Et ce, d’autant plus que la mentalité des étudiants a changé. Dans les années 60-70, ceux-ci se considéraient comme des intellectuels en devenir, accumulant un capital symbolique et pour nombre d’entre eux, contestant l’avenir qu’on leur traçait. La massification de l’université, la course aux diplômes pour assurer sa vie dans un monde de plus en plus incertain, ont changé la donne. L’étudiant, du moins celui qui ne peut prétendre accéder aux grandes écoles, connaît non plus la vie d’une élite en devenir mais un statut de précaire en formation, voire d’intermittent de l’université. On y trouve de plus en plus d’inscrits aux Resto du Cœur. Quant à la prostitution étudiante, elle s’est fortement développée, résultant de la paupérisation de ce milieu autrefois préservé. La très forte détérioration des conditions de travail en fac, y compris parmi les enseignants (vacataires, CDD) a renforcé la sélection par l’échec, conséquence de la politique du 80 % au Bac. Ainsi, à Lille, dans certains amphis, les étudiants s’entassent à plus de 600 ; à Lille 2 parmi les enseignants et les administratifs on dénombre environ 60 % de précaires.

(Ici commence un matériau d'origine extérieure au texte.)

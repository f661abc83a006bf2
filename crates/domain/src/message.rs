//! 消息实体定义
//!
//! 消息一经创建只允许两类变更：已读状态流转（仅接收者）和软删除。

use serde::{Deserialize, Serialize};

use crate::errors::{DomainError, DomainResult};
use crate::value_objects::{MessageContent, MessageId, Timestamp, UserId};

/// 消息类型。实时通道上只流转 `Direct`；
/// 公告和简报属于更大的消息模型，仅在持久层出现。
#[derive(Debug, Clone, Copy, PartialEq, Eq, Serialize, Deserialize)]
#[serde(rename_all = "snake_case")]
pub enum MessageType {
    Direct,
    Announcement,
    Newsletter,
}

impl Default for MessageType {
    fn default() -> Self {
        Self::Direct
    }
}

#[derive(Debug, Clone, PartialEq, Eq, Serialize, Deserialize)]
pub struct Message {
    pub id: MessageId,
    pub content: MessageContent,
    pub message_type: MessageType,
    pub sender_id: UserId,
    /// `None` 表示广播给员工池（家长未指定接收者时的寻址方式）。
    pub receiver_id: Option<UserId>,
    pub is_read: bool,
    pub read_at: Option<Timestamp>,
    pub attachments: Vec<String>,
    pub created_at: Timestamp,
    pub updated_at: Timestamp,
    #[serde(skip_serializing)] // 删除标记不暴露给客户端
    pub deleted_at: Option<Timestamp>,
}

impl Message {
    /// 创建一条实时通道上的直接消息。
    pub fn new_direct(
        id: MessageId,
        sender_id: UserId,
        receiver_id: Option<UserId>,
        content: MessageContent,
        attachments: Vec<String>,
        now: Timestamp,
    ) -> Self {
        Self {
            id,
            content,
            message_type: MessageType::Direct,
            sender_id,
            receiver_id,
            is_read: false,
            read_at: None,
            attachments,
            created_at: now,
            updated_at: now,
            deleted_at: None,
        }
    }

    pub fn is_deleted(&self) -> bool {
        self.deleted_at.is_some()
    }

    /// 标记已读。只有接收者本人可以触发 false→true 流转。
    ///
    /// 返回 `true` 表示状态发生了变化；消息已读时重复调用是成功的
    /// 空操作（不刷新 `read_at`），由调用方决定是否跳过已读回执。
    pub fn mark_read(&mut self, reader: UserId, now: Timestamp) -> DomainResult<bool> {
        if self.is_deleted() {
            return Err(DomainError::MessageDeleted);
        }
        if self.receiver_id != Some(reader) {
            return Err(DomainError::NotMessageReceiver);
        }
        if self.is_read {
            return Ok(false);
        }
        self.is_read = true;
        self.read_at = Some(now);
        self.updated_at = now;
        Ok(true)
    }

    /// 软删除。不存在物理删除路径。
    pub fn mark_deleted(&mut self, now: Timestamp) {
        self.deleted_at = Some(now);
        self.updated_at = now;
    }
}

Pour le moins, ladite « réussite » du « 80 % au Bac », outre la dévalorisation du diplôme, a entraîné une orientation forcée, une spécialisation hâtive que la formation acquise ne permet guère d’assurer. Dans ces conditions, la volonté d’adaptation malgré les embûches, se nourrit de rancoeurs contre ce système broyant les énergies dévoyées et la mobilisation s’exerce de manière réactive, face au rouleau compresseur des contre-réformes libérales qui se succèdent. En effet, là comme ailleurs, la contre-révolution néoconservatrice reste à l’offensive.

Des discours et des proclamations sans ambiguïtés

En juin 1999, 29 Etats signent le protocole de Bologne (40 actuellement). Il s’agit, ni plus ni moins, d’organiser un vaste marché de l’enseignement supérieur en Europe par l’homogénéisation des formations dispensées par le fameux LMD3 (3.5.8) qui, par équivalence, par points, quantifierait les formations acquises. Cette valeur marchande abstraite des diplômes tendrait à rendre « opérationnels » ceux qui les possèdent. Elle est évidemment contredite par le classement académique des universités, normalisation libérale qui s’inscrit dans le cadre de la compétitivité-concurrence chère à l’OMC et à l’Accord Général du Commerce des Services. Dès 2002, au Forum USA/OCDE, l’objectif était tracé : organiser le « marché des services d’enseignement » car, comme il est dit en conclusion de ce conclave de décideurs de « bonne gouvernance » : « le commerce des services éducatifs n’est pas une excroissance accidentelle visant à enrichir l’éducation par l’échange international, mais il est devenu une part significative du commerce mondial des services ». Et, de manière encore plus claire, l’UNICE, organisation patronale européenne, à son congrès en 2004, affirmait la « nécessité de développer l’esprit d’entreprise à tous les niveaux du système d’éducation et de formation » et ce, afin de favoriser, dans le cadre de la mondialisation, l’économie de la connaissance la plus compétitive du monde. Cette marchandisation de la formation au profit du système n’avoue pas, dans ses déclarations, encore moins par la novlangue qu’elle utilise, ses véritables objectifs. En France, le modèle anglo-saxon a connu depuis 1995 des ratés importants. Mais, depuis la demi-victoire contre le CPE, on assiste depuis 2005 à une accélération des « réformes libérales » et à une suite d’échecs des mobilisations : loi LRU4, LMD en 2007, et en 2009 les réformes Darcos-Pécresse. Avant d’entrer dans le détail de la signification concrète des mesures prises, il y a lieu de cerner les objectifs poursuivis par le pouvoir au service du patronat.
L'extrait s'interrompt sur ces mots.